Picado por la curiosidad, Andy hurgó en el bolsillo, introdujo los dedos por un agujero y descubrió en el forro la llave del consultorio médico de la isla.

—¡Ah! —exclamó el dentista al verla—. ¡La llave que se llevó el chico cuando me encerró en la consulta después de arrearme un puñetazo en la nariz sin ningún motivo!

—¡Pensaba que había dicho que no le secuestraron! —Hammer lo había pescado en una mentira.

—Soy una víctima inocente —replicó Faux—. Exijo que me dejen en libertad de inmediato. Y estoy decidido a presentar cargos. Esa gente violenta e indigna de confianza me retuvo contra mi voluntad y, probablemente, han sido ellos los que me han denunciado por fraude.

—He visto sus dentaduras —intervino Andy—. Y sólo hay que ver la de Fonny Boy. ¿Cuántos empastes, endodoncias, coronas y extracciones te ha hecho a ti, Fonny Boy?
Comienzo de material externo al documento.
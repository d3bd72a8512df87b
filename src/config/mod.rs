//! Configuration module for the finance tracker
//!
//! - Data directory resolution (env override, platform config dir)
//! - User settings persistence

pub mod paths;
pub mod settings;

pub use paths::FinancePaths;
pub use settings::{DecodePolicy, Settings};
El muchacho no las recordaba todas y era incapaz de contarlas, por lo numerosas. Apretó un bolsillo de los vaqueros y palpó la pieza de metal. Se dio cuenta de que se hallaba en un grave apuro debido a lo que el dentista había contado de él, y pensó que sería mejor proporcionarle al agente lo que quería. Al fin y al cabo, el pedazo de metal no debía de tener mucho valor y lo único que importaba era salir de allí, regresar donde estaba la jaula para cangrejos y descubrir el barco hundido y el tesoro.

Andy sostuvo en sus manos el pedazo de hierro irregular, viejo y oxidado, y lo estudió con tanto asombro como si fuera una antigüedad única.

—Necesitamos hacer la prueba del carbono a este objeto —dijo a Hammer—. Podría ser muy importante.